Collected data
━━━━━━━━

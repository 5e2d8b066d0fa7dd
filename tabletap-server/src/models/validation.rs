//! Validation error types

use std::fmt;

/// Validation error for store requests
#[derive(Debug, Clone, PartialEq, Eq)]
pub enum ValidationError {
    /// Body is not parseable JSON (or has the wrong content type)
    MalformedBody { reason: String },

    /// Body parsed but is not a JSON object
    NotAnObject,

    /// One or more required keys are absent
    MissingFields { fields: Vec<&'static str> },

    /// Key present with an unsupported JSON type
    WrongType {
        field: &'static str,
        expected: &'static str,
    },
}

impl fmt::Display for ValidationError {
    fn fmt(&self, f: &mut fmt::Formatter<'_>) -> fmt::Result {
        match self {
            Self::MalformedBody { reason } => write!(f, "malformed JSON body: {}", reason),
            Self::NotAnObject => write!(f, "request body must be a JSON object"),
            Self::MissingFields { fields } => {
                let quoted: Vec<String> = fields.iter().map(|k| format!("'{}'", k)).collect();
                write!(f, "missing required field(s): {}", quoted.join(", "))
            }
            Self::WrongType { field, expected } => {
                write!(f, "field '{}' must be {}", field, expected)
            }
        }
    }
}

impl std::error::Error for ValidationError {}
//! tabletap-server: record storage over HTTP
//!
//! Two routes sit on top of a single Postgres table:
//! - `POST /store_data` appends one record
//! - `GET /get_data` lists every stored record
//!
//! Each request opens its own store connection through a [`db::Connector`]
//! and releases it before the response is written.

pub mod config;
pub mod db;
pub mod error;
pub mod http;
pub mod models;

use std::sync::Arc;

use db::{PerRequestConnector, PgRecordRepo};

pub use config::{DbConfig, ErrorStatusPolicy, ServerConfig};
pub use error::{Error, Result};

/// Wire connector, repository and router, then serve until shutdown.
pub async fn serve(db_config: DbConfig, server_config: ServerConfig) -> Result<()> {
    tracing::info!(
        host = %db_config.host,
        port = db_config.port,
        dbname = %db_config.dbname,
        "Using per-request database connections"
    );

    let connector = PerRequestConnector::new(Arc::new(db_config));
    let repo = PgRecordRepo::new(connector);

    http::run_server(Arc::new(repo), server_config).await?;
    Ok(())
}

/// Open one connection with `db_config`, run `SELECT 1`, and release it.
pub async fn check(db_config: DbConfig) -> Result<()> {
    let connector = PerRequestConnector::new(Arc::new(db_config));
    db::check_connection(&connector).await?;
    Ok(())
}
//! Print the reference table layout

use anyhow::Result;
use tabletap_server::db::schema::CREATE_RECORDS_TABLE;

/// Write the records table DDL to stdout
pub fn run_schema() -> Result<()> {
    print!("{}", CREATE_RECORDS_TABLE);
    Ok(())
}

━━━━━━━━

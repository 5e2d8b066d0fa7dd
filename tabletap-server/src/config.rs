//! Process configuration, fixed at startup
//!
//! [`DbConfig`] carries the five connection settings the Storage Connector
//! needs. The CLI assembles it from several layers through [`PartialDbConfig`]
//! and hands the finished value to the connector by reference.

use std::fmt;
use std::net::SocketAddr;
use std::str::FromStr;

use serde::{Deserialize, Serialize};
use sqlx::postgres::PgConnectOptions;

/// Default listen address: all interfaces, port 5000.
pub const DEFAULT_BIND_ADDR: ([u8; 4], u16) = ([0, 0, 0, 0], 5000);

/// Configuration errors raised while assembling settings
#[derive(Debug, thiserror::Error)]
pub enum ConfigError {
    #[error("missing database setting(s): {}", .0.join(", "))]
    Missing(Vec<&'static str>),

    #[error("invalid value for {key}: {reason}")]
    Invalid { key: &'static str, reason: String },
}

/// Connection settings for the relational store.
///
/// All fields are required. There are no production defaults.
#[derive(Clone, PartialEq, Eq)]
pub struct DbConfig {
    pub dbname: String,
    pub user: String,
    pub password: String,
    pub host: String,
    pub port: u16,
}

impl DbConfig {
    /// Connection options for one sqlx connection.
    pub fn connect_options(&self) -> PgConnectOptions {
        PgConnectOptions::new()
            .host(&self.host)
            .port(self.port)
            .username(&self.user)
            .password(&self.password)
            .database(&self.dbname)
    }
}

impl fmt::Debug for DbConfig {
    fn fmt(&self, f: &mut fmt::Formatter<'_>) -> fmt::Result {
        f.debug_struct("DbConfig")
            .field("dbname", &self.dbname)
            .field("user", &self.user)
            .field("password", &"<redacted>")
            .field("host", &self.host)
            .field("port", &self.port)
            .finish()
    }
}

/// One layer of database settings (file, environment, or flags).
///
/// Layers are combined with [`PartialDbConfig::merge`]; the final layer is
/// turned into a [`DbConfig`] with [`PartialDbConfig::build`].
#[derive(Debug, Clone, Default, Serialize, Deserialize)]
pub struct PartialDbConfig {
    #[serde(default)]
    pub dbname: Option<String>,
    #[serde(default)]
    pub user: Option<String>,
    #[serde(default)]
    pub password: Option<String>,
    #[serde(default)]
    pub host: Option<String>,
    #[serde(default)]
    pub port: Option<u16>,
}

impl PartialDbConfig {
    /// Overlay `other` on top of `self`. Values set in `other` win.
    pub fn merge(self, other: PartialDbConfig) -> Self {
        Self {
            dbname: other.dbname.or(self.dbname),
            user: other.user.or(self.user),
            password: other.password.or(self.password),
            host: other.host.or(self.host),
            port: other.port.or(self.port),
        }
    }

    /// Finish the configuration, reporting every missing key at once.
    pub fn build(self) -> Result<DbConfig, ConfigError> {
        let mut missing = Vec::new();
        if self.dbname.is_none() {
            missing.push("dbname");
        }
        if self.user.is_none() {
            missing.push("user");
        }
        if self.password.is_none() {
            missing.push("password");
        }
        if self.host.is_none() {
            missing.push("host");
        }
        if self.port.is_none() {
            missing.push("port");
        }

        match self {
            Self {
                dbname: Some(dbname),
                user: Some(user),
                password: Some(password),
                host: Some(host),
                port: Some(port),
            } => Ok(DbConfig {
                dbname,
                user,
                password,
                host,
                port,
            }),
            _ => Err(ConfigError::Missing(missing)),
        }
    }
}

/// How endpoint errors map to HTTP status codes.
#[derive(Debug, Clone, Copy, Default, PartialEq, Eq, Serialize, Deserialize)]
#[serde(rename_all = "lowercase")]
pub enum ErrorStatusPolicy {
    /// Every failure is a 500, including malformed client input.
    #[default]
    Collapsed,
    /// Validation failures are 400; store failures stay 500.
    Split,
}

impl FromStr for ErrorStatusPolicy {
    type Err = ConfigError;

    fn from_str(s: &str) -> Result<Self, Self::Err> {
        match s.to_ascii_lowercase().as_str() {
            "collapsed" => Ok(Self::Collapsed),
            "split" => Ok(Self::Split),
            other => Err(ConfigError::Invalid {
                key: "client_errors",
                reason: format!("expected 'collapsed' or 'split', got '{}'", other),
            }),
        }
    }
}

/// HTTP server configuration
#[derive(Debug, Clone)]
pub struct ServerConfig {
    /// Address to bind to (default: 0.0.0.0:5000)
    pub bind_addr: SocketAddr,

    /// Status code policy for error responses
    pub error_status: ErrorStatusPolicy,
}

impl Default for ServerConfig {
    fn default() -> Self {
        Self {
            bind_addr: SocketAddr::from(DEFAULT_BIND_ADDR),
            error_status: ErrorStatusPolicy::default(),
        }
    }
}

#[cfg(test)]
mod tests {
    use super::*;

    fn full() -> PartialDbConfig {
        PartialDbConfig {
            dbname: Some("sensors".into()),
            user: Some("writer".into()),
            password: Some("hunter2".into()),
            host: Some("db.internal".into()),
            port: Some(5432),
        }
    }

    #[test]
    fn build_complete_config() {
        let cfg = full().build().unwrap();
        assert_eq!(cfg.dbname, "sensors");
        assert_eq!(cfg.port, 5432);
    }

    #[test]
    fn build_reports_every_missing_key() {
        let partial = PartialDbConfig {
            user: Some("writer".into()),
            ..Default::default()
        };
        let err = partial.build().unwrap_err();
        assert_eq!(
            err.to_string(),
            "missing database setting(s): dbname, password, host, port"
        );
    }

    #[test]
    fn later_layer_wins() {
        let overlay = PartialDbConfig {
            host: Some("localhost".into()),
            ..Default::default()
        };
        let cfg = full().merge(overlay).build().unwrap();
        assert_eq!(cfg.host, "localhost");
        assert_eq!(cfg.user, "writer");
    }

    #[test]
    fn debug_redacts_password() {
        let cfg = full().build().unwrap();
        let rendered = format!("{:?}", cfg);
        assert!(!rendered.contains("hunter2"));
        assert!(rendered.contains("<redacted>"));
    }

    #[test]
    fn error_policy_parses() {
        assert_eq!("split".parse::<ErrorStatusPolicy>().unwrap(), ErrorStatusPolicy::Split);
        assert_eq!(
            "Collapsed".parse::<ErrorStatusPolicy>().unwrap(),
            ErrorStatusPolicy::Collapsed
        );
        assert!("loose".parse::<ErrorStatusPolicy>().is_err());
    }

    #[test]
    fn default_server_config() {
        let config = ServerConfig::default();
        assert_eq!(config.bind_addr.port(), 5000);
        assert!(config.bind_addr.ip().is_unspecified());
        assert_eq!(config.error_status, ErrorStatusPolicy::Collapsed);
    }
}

━━━━━━━━

• _WHAT YOU HAVE TO DO_
Write out every line of the data that holds the word "quoted".

• _REPLY_
                let quoted: Vec<String> = fields.iter().map(|k| format!("'{}'", k)).collect();
                write!(f, "missing required field(s): {}", quoted.join(", "))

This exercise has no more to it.